■ Try it:
Using the data below, work out how many lines contain the word "crate", then state that number without comment.

[Stored data]

===

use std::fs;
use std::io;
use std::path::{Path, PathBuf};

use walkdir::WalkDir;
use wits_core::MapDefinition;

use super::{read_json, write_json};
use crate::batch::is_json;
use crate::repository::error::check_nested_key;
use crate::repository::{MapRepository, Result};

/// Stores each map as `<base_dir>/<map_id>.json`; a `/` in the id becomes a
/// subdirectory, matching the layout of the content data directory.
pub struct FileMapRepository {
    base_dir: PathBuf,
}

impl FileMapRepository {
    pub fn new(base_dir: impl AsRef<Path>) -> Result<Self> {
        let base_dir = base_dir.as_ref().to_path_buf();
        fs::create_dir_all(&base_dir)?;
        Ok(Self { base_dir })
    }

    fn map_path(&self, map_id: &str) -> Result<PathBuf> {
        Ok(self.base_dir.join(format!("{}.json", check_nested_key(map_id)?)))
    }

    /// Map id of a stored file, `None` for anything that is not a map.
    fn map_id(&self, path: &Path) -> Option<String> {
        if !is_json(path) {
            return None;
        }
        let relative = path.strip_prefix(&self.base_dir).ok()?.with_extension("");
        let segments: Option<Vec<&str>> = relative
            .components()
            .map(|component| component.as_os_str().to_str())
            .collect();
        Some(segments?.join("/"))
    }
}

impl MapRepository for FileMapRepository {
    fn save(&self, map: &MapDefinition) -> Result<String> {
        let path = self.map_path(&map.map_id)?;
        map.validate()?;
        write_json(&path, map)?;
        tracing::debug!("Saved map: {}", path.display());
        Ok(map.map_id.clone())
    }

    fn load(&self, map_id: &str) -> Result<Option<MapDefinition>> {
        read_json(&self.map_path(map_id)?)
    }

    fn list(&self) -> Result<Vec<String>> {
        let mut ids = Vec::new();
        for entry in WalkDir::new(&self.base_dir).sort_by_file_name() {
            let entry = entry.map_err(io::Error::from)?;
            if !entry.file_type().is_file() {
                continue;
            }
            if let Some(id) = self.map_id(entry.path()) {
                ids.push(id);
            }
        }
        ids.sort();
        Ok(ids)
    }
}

===

■ Written solution:
3